Some weeks after the funeral Corina was really struggling so she now has professional bereavement counselling from the hospice where Ben died. I look after Ava and her three-year-old sister, Lily, whilst Corina goes to these appointments. I try to arrive at their house at least half an hour early so if Corina needs to she can talk to me before she goes so that she can better organise her thoughts and priorities for her counselling session.
POPPY is two years old and had cancer. It damaged one of her kidneys which had to be removed and Poppy needs dialysis at hospital four times a week.
All of the London and South East Care team is involved in transport support for Poppy once a week to help Poppy’s mum. She is a single parent who doesn’t drive and also has two sons to look after, one six and the other nine years old.
Two people need to be in the car at any one time: one to drive and one to sit with Poppy. She is being treated at GOSH which is a three hour round trip and starts with Poppy being picked up at 6am.
I cover a large geographic area which includes East and West Sussex so I have to plan every week carefully to make the most of my time supporting families.

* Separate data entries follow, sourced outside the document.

//! Storage Error Types
//!
//! Two propagation styles live side by side, by design:
//!
//! - **Write-path errors short-circuit.** The first failure wins and the
//!   record is not elaborated further.
//! - **Close-path errors aggregate.** Closing touches many independent
//!   sub-resources (syncer, chain stages, counter backups, listeners); the
//!   caller gets every failure from one close call, collected in
//!   [`MultiError`].

use std::fmt;
use std::io;
use std::path::PathBuf;

use thiserror::Error;

pub type Result<T> = std::result::Result<T, Error>;

#[derive(Debug, Error)]
pub enum Error {
    /// A chain stage failed during flush/close; carries which stage it was.
    #[error("cannot {op} \"{stage}\": {source}")]
    Stage {
        op: &'static str,
        stage: String,
        #[source]
        source: io::Error,
    },

    #[error("cannot sync file: {0}")]
    FileSync(#[source] io::Error),

    #[error("cannot close file: {0}")]
    FileClose(#[source] io::Error),

    #[error("chain is already closed")]
    ChainAlreadyClosed,

    #[error("writer is closed")]
    WriterClosed,

    #[error("writer is already closed")]
    WriterAlreadyClosed,

    #[error("syncer is already stopped")]
    SyncerAlreadyStopped,

    #[error("sync failed: {0}")]
    Sync(String),

    #[error("disk writer already exists")]
    WriterAlreadyExists,

    #[error("volume \"{0}\" is closed")]
    VolumeClosed(String),

    #[error("volume \"{0}\" is already closed")]
    VolumeAlreadyClosed(String),

    #[error("volume is drained \"{0}\", writing is prohibited")]
    VolumeDrained(PathBuf),

    #[error("cannot acquire writer lock \"{path}\": {reason}")]
    VolumeLock { path: PathBuf, reason: String },

    #[error("cannot open volume ID file \"{path}\": {source}")]
    VolumeIdFile {
        path: PathBuf,
        #[source]
        source: io::Error,
    },

    #[error("no volume found in \"{0}\"")]
    NoVolumeFound(PathBuf),

    #[error("volume with ID \"{0}\" not found")]
    VolumeNotFound(String),

    #[error("duplicate volume ID \"{0}\"")]
    DuplicateVolumeId(String),

    #[error("cannot close writer for slice \"{slice}\": {source}")]
    CloseWriter {
        slice: String,
        #[source]
        source: Box<Error>,
    },

    #[error("counter backup \"{path}\" is corrupted: {reason}")]
    CorruptedBackup { path: PathBuf, reason: String },

    #[error(transparent)]
    Core(#[from] slipstream_core::Error),

    #[error(transparent)]
    Io(#[from] io::Error),

    #[error("{0}")]
    Multiple(MultiError),
}

/// Collects every error from a multi-step operation instead of stopping at
/// the first one. `into_result` unwraps a single collected error so callers
/// only see [`Error::Multiple`] when there really was more than one failure.
#[derive(Debug, Default)]
pub struct MultiError {
    errors: Vec<Error>,
}

impl MultiError {
    pub fn new() -> Self {
        Self::default()
    }

    pub fn push(&mut self, err: Error) {
        self.errors.push(err);
    }

    pub fn push_result<T>(&mut self, result: Result<T>) {
        if let Err(err) = result {
            self.errors.push(err);
        }
    }

    pub fn is_empty(&self) -> bool {
        self.errors.is_empty()
    }

    pub fn len(&self) -> usize {
        self.errors.len()
    }

    pub fn into_result(mut self) -> Result<()> {
        match self.errors.len() {
            0 => Ok(()),
            1 => Err(self.errors.remove(0)),
            _ => Err(Error::Multiple(self)),
        }
    }
}

impl fmt::Display for MultiError {
    fn fmt(&self, f: &mut fmt::Formatter<'_>) -> fmt::Result {
        for (i, err) in self.errors.iter().enumerate() {
            if i > 0 {
                f.write_str("; ")?;
            }
            write!(f, "{err}")?;
        }
        Ok(())
    }
}

#[cfg(test)]
mod tests {
    use super::*;

    #[test]
    fn empty_multi_error_is_ok() {
        assert!(MultiError::new().into_result().is_ok());
    }

    #[test]
    fn single_error_is_unwrapped() {
        let mut errs = MultiError::new();
        errs.push(Error::WriterClosed);
        let err = errs.into_result().unwrap_err();
        assert_eq!(err.to_string(), "writer is closed");
    }

    #[test]
    fn multiple_errors_are_joined() {
        let mut errs = MultiError::new();
        errs.push(Error::WriterClosed);
        errs.push(Error::SyncerAlreadyStopped);
        let err = errs.into_result().unwrap_err();
        assert_eq!(
            err.to_string(),
            "writer is closed; syncer is already stopped"
        );
    }
}
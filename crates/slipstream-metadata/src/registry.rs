//! Slice Registry
//!
//! Read-only, continuously updated view of slice metadata: which slices
//! exist and what local-storage layout each one declares. The remote-write
//! server keeps a filtered mirror of this view so `Open` never needs a
//! round trip to the metadata store.
//!
//! The registry trait is the seam to the external metadata store; the
//! in-memory implementation backs tests and single-node deployments, and
//! its broadcast feed is the change feed consumers subscribe to.

use std::collections::HashMap;
use std::sync::RwLock;

use async_trait::async_trait;
use tokio::sync::broadcast;

use slipstream_core::{Slice, SliceKey};

use crate::error::{Error, Result};

/// One change in the slice view.
#[derive(Debug, Clone)]
pub enum SliceEvent {
    Put(Slice),
    Delete(SliceKey),
}

#[async_trait]
pub trait SliceRegistry: Send + Sync {
    /// Current layout of one slice.
    async fn get(&self, key: &SliceKey) -> Result<Slice>;

    /// Snapshot of every registered slice.
    async fn list(&self) -> Result<Vec<Slice>>;

    /// Change feed; starts at the moment of subscription, pair with `list`
    /// for a consistent view.
    fn watch(&self) -> broadcast::Receiver<SliceEvent>;
}

/// In-memory registry with a broadcast change feed.
pub struct MemoryRegistry {
    slices: RwLock<HashMap<SliceKey, Slice>>,
    feed: broadcast::Sender<SliceEvent>,
}

impl MemoryRegistry {
    pub fn new() -> Self {
        let (feed, _) = broadcast::channel(1024);
        Self {
            slices: RwLock::new(HashMap::new()),
            feed,
        }
    }

    pub fn put(&self, slice: Slice) {
        self.slices
            .write()
            .expect("registry lock poisoned")
            .insert(slice.key.clone(), slice.clone());
        let _ = self.feed.send(SliceEvent::Put(slice));
    }

    pub fn delete(&self, key: &SliceKey) {
        let removed = self
            .slices
            .write()
            .expect("registry lock poisoned")
            .remove(key);
        if removed.is_some() {
            let _ = self.feed.send(SliceEvent::Delete(key.clone()));
        }
    }
}

impl Default for MemoryRegistry {
    fn default() -> Self {
        Self::new()
    }
}

#[async_trait]
impl SliceRegistry for MemoryRegistry {
    async fn get(&self, key: &SliceKey) -> Result<Slice> {
        self.slices
            .read()
            .expect("registry lock poisoned")
            .get(key)
            .cloned()
            .ok_or_else(|| Error::SliceNotFound(key.path()))
    }

    async fn list(&self) -> Result<Vec<Slice>> {
        let mut slices: Vec<Slice> = self
            .slices
            .read()
            .expect("registry lock poisoned")
            .values()
            .cloned()
            .collect();
        slices.sort_by_key(|s| s.key.path());
        Ok(slices)
    }

    fn watch(&self) -> broadcast::Receiver<SliceEvent> {
        self.feed.subscribe()
    }
}

#[cfg(test)]
mod tests {
    use super::*;
    use chrono::{TimeZone, Utc};
    use slipstream_core::{Compression, FileType, LocalSlice, SliceId, SyncConfig};

    fn slice(volume: &str, hour: u32) -> Slice {
        let at = Utc.with_ymd_and_hms(2000, 1, 1, hour, 0, 0).unwrap();
        let key = SliceKey {
            source_id: "src".into(),
            sink_id: "sink".into(),
            file_id: SliceId(at),
            volume_id: volume.into(),
            slice_id: SliceId(at),
        };
        Slice {
            local: LocalSlice::for_key(&key, Compression::None, SyncConfig::default()),
            key,
            file_type: FileType::Csv,
            columns: vec![],
        }
    }

    #[tokio::test]
    async fn put_get_delete() {
        let registry = MemoryRegistry::new();
        let s = slice("vol-1", 1);

        registry.put(s.clone());
        assert_eq!(registry.get(&s.key).await.unwrap(), s);
        assert_eq!(registry.list().await.unwrap().len(), 1);

        registry.delete(&s.key);
        assert!(registry.get(&s.key).await.is_err());
    }

    #[tokio::test]
    async fn watch_receives_changes() {
        let registry = MemoryRegistry::new();
        let mut feed = registry.watch();

        let s = slice("vol-1", 1);
        registry.put(s.clone());
        registry.delete(&s.key);

        match feed.recv().await.unwrap() {
            SliceEvent::Put(got) => assert_eq!(got.key, s.key),
            other => panic!("unexpected event: {other:?}"),
        }
        match feed.recv().await.unwrap() {
            SliceEvent::Delete(key) => assert_eq!(key, s.key),
            other => panic!("unexpected event: {other:?}"),
        }
    }
}
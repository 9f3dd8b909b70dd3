//! Volume
//!
//! A volume is a local directory with exclusive-write ownership, hosting
//! zero or more slice writers. Opening a volume claims the directory:
//!
//! 1. the path must exist;
//! 2. a present drain marker refuses the open - the volume is being emptied;
//! 3. the volume ID is read from the ID file, or generated and persisted on
//!    first use;
//! 4. the lock file is taken with `flock` - failure means another process
//!    already writes here;
//! 5. a watcher keeps the drain flag live without re-opening the volume.
//!
//! The volume enforces one live writer per slice key, owns the set of open
//! writers, and closes them all concurrently on shutdown before releasing
//! and removing the lock file.

use std::collections::hash_map::Entry;
use std::collections::HashMap;
use std::path::{Path, PathBuf};
use std::sync::atomic::{AtomicBool, Ordering};
use std::sync::{Arc, Mutex};

use tokio::sync::watch;
use tokio::task::JoinHandle;
use tracing::{debug, error, info};

use slipstream_core::{Slice, SliceKey, VolumeId};

use crate::config::VolumeConfig;
use crate::error::{Error, MultiError, Result};
use crate::events::Events;
use crate::lock::FileLock;
use crate::writer::SliceWriter;

/// File holding the generated volume ID.
pub const ID_FILE: &str = "volume-id";
/// Lock file ensuring a single writing process per volume.
pub const LOCK_FILE: &str = "writer.lock";
/// Marker file blocking new writers on the volume.
pub const DRAIN_FILE: &str = "drain";

/// Location and labeling of a volume directory: `{path}/{kind}/{label}`.
#[derive(Debug, Clone, PartialEq, Eq)]
pub struct VolumeSpec {
    pub path: PathBuf,
    pub kind: String,
    pub label: String,
}

pub struct Volume {
    id: VolumeId,
    spec: VolumeSpec,
    config: VolumeConfig,
    events: Arc<Events<SliceWriter>>,

    lock: Mutex<Option<FileLock>>,

    drained: Arc<AtomicBool>,
    drain_stop: watch::Sender<bool>,
    drain_task: Mutex<Option<JoinHandle<()>>>,

    closed: AtomicBool,

    /// `None` marks a reservation: a writer being created. The entry keeps
    /// duplicate opens out without holding the lock across creation.
    writers: Mutex<HashMap<SliceKey, Option<SliceWriter>>>,
}

impl std::fmt::Debug for Volume {
    fn fmt(&self, f: &mut std::fmt::Formatter<'_>) -> std::fmt::Result {
        f.debug_struct("Volume")
            .field("id", &self.id)
            .finish_non_exhaustive()
    }
}

impl Volume {
    /// Open the volume directory for writing.
    pub async fn open(
        spec: VolumeSpec,
        config: VolumeConfig,
        node_events: &Arc<Events<SliceWriter>>,
    ) -> Result<Arc<Self>> {
        info!(path = %spec.path.display(), "opening volume");

        let meta = tokio::fs::metadata(&spec.path).await?;
        if !meta.is_dir() {
            return Err(Error::Io(std::io::Error::new(
                std::io::ErrorKind::InvalidInput,
                format!("volume path \"{}\" is not a directory", spec.path.display()),
            )));
        }

        let drain_path = spec.path.join(DRAIN_FILE);
        if tokio::fs::try_exists(&drain_path).await.unwrap_or(false) {
            return Err(Error::VolumeDrained(spec.path.clone()));
        }

        let id = read_or_create_volume_id(&spec.path).await?;

        let lock = FileLock::try_lock(spec.path.join(LOCK_FILE))?;

        let (drain_stop, drain_stop_rx) = watch::channel(false);
        let drained = Arc::new(AtomicBool::new(false));
        let drain_task = spawn_drain_watcher(
            drain_path,
            drained.clone(),
            config.drain_poll_interval,
            drain_stop_rx,
        );

        let volume = Arc::new(Self {
            events: node_events.child(),
            lock: Mutex::new(Some(lock)),
            drained,
            drain_stop,
            drain_task: Mutex::new(Some(drain_task)),
            closed: AtomicBool::new(false),
            writers: Mutex::new(HashMap::new()),
            config,
            spec,
            id,
        });

        info!(
            volume_id = %volume.id,
            path = %volume.spec.path.display(),
            kind = %volume.spec.kind,
            label = %volume.spec.label,
            "opened volume"
        );

        Ok(volume)
    }

    pub fn id(&self) -> &VolumeId {
        &self.id
    }

    pub fn path(&self) -> &Path {
        &self.spec.path
    }

    pub fn kind(&self) -> &str {
        &self.spec.kind
    }

    pub fn label(&self) -> &str {
        &self.spec.label
    }

    /// Volume-scope events; listeners here observe every writer on this
    /// volume.
    pub fn events(&self) -> &Arc<Events<SliceWriter>> {
        &self.events
    }

    /// Live view of the drain marker, kept fresh by the watcher.
    pub fn drained(&self) -> bool {
        self.drained.load(Ordering::Acquire)
    }

    /// Open a writer for `slice`. Rejects a closing volume and duplicate
    /// writers for the same slice key; creates the slice directory and data
    /// file, pre-allocating configured disk space on first creation.
    pub async fn open_writer(self: &Arc<Self>, slice: &Slice) -> Result<SliceWriter> {
        if self.closed.load(Ordering::Acquire) {
            return Err(Error::VolumeClosed(self.id.to_string()));
        }

        let key = slice.key.clone();

        // Reserve the key first so a concurrent open fails fast; the
        // reservation is dropped again if creation fails.
        {
            let mut writers = self.writers.lock().expect("volume writers lock poisoned");
            match writers.entry(key.clone()) {
                Entry::Occupied(_) => {
                    let err = Error::WriterAlreadyExists;
                    error!(slice = %key, "{err}");
                    return Err(err);
                }
                Entry::Vacant(entry) => {
                    entry.insert(None);
                }
            }
        }

        match self.create_writer(slice).await {
            Ok(writer) => {
                {
                    let mut writers = self.writers.lock().expect("volume writers lock poisoned");
                    writers.insert(key.clone(), Some(writer.clone()));
                }

                // Deregister the writer when it closes, whoever closes it.
                let volume = Arc::downgrade(self);
                let callback_key = key;
                writer.events().on_close(move |_, _| {
                    if let Some(volume) = volume.upgrade() {
                        volume.remove_writer(&callback_key);
                    }
                    Ok(())
                });

                Ok(writer)
            }
            Err(err) => {
                self.remove_writer(&key);
                Err(err)
            }
        }
    }

    async fn create_writer(self: &Arc<Self>, slice: &Slice) -> Result<SliceWriter> {
        let dir_path = self.spec.path.join(&slice.local.dir);
        tokio::fs::create_dir_all(&dir_path).await?;

        let file_path = dir_path.join(&slice.local.filename);
        let existed = tokio::fs::try_exists(&file_path).await.unwrap_or(false);

        let file = self.config.file_opener.open(&file_path)?;

        // Best-effort reservation on first creation; failure is logged, the
        // writer proceeds without it.
        if !existed && slice.local.allocate_space > 0 {
            match self
                .config
                .allocator
                .allocate(file.as_ref(), slice.local.allocate_space)
            {
                Ok(true) => {
                    debug!(
                        slice = %slice.key,
                        bytes = slice.local.allocate_space,
                        "pre-allocated disk space"
                    );
                }
                Ok(false) => {
                    debug!(slice = %slice.key, "disk space pre-allocation is not supported");
                }
                Err(err) => {
                    error!(slice = %slice.key, "cannot pre-allocate disk space: {err}");
                }
            }
        }

        SliceWriter::open(
            &self.config.writer,
            slice.clone(),
            file,
            &dir_path,
            &file_path,
            &self.events,
        )
        .await
    }

    /// Open writers, sorted by slice key for deterministic shutdown.
    pub fn writers(&self) -> Vec<SliceWriter> {
        let writers = self.writers.lock().expect("volume writers lock poisoned");
        let mut out: Vec<SliceWriter> = writers.values().flatten().cloned().collect();
        out.sort_by_key(|w| w.key().path());
        out
    }

    /// Close the volume: stop accepting writers, close every open writer
    /// concurrently, then release and remove the lock file. Per-writer close
    /// errors are aggregated and never leak the lock.
    pub async fn close(&self) -> Result<()> {
        if self.closed.swap(true, Ordering::AcqRel) {
            return Err(Error::VolumeAlreadyClosed(self.id.to_string()));
        }

        info!(volume_id = %self.id, "closing volume");
        let mut errs = MultiError::new();

        // Stop the drain watcher.
        let _ = self.drain_stop.send(true);
        let task = self
            .drain_task
            .lock()
            .expect("volume drain task lock poisoned")
            .take();
        if let Some(task) = task {
            let _ = task.await;
        }

        // Close all writers concurrently.
        let writers = self.writers();
        let results = futures::future::join_all(writers.into_iter().map(|writer| async move {
            let key = writer.key().clone();
            (key, writer.close().await)
        }))
        .await;

        for (key, result) in results {
            if let Err(err) = result {
                errs.push(Error::CloseWriter {
                    slice: key.path(),
                    source: Box::new(err),
                });
            }
        }

        // Release the lock last, whatever happened above.
        let lock = self.lock.lock().expect("volume lock poisoned").take();
        if let Some(lock) = lock {
            errs.push_result(lock.unlock_and_remove());
        }

        info!(volume_id = %self.id, "closed volume");
        errs.into_result()
    }

    fn remove_writer(&self, key: &SliceKey) {
        let mut writers = self.writers.lock().expect("volume writers lock poisoned");
        writers.remove(key);
    }
}

/// Read the volume ID file, or generate and persist a new ID if the file
/// does not exist yet.
async fn read_or_create_volume_id(path: &Path) -> Result<VolumeId> {
    let id_path = path.join(ID_FILE);

    match tokio::fs::read(&id_path).await {
        Ok(content) => {
            let id = String::from_utf8_lossy(&content).trim().to_string();
            Ok(VolumeId(id))
        }
        Err(err) if err.kind() == std::io::ErrorKind::NotFound => {
            let id = uuid::Uuid::new_v4().simple().to_string();
            create_volume_id_file(&id_path, id.as_bytes()).map_err(|source| {
                Error::VolumeIdFile {
                    path: id_path.clone(),
                    source,
                }
            })?;
            info!(volume_id = %id, "generated volume ID");
            Ok(VolumeId(id))
        }
        Err(source) => Err(Error::VolumeIdFile {
            path: id_path,
            source,
        }),
    }
}

/// Exclusive creation with explicit write/sync/close error discrimination:
/// readers wait for this file, so a torn write must surface.
fn create_volume_id_file(path: &Path, content: &[u8]) -> std::io::Result<()> {
    use std::io::Write;

    let mut file = std::fs::OpenOptions::new()
        .write(true)
        .create_new(true)
        .open(path)?;

    let write_result = file.write_all(content);
    let sync_result = file.sync_all();
    drop(file);

    write_result?;
    sync_result
}

fn spawn_drain_watcher(
    drain_path: PathBuf,
    drained: Arc<AtomicBool>,
    poll_interval: std::time::Duration,
    mut stop_rx: watch::Receiver<bool>,
) -> JoinHandle<()> {
    tokio::spawn(async move {
        let mut ticker = tokio::time::interval(poll_interval);
        ticker.set_missed_tick_behavior(tokio::time::MissedTickBehavior::Skip);

        loop {
            tokio::select! {
                _ = stop_rx.changed() => return,
                _ = ticker.tick() => {
                    let present = tokio::fs::try_exists(&drain_path).await.unwrap_or(false);
                    let previous = drained.swap(present, Ordering::AcqRel);
                    if present != previous {
                        info!(drained = present, "drain marker changed");
                    }
                }
            }
        }
    })
}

This means in a week I could be in Hastings, Bexhill on Sea, Worthing, Hove, Ewell, our Leatherhead office for our team meeting and the Royal Marsden or GOSH in London.
Some days are very rewarding: a family may have positive news, or I can see that my help is really making a difference. It may even be that a family doesn’t need me anymore, which is always lovely because it means that they are doing well and able to cope. But some days can be very challenging. You can’t close the door and forget about what families are facing whilst living with their child’s illness. I am a keen gardener and my garden is my sanctuary; gardening is my coping mechanism.
As Family Support Workers we are provided with specialist supervision from a professional external counsellor once a month. Of course, I can access this
support more often if needed. Seeing the counsellor is really good. They ask about my caseload, anything I would like to talk about in particular, how I am in general, and offer advice if I need it.
I also have monthly supervision with my manager and, once a week, we have a team meeting, where we share and support other team members. Being a Rainbow Trust Family Support Worker is a wonderful and very rewarding job.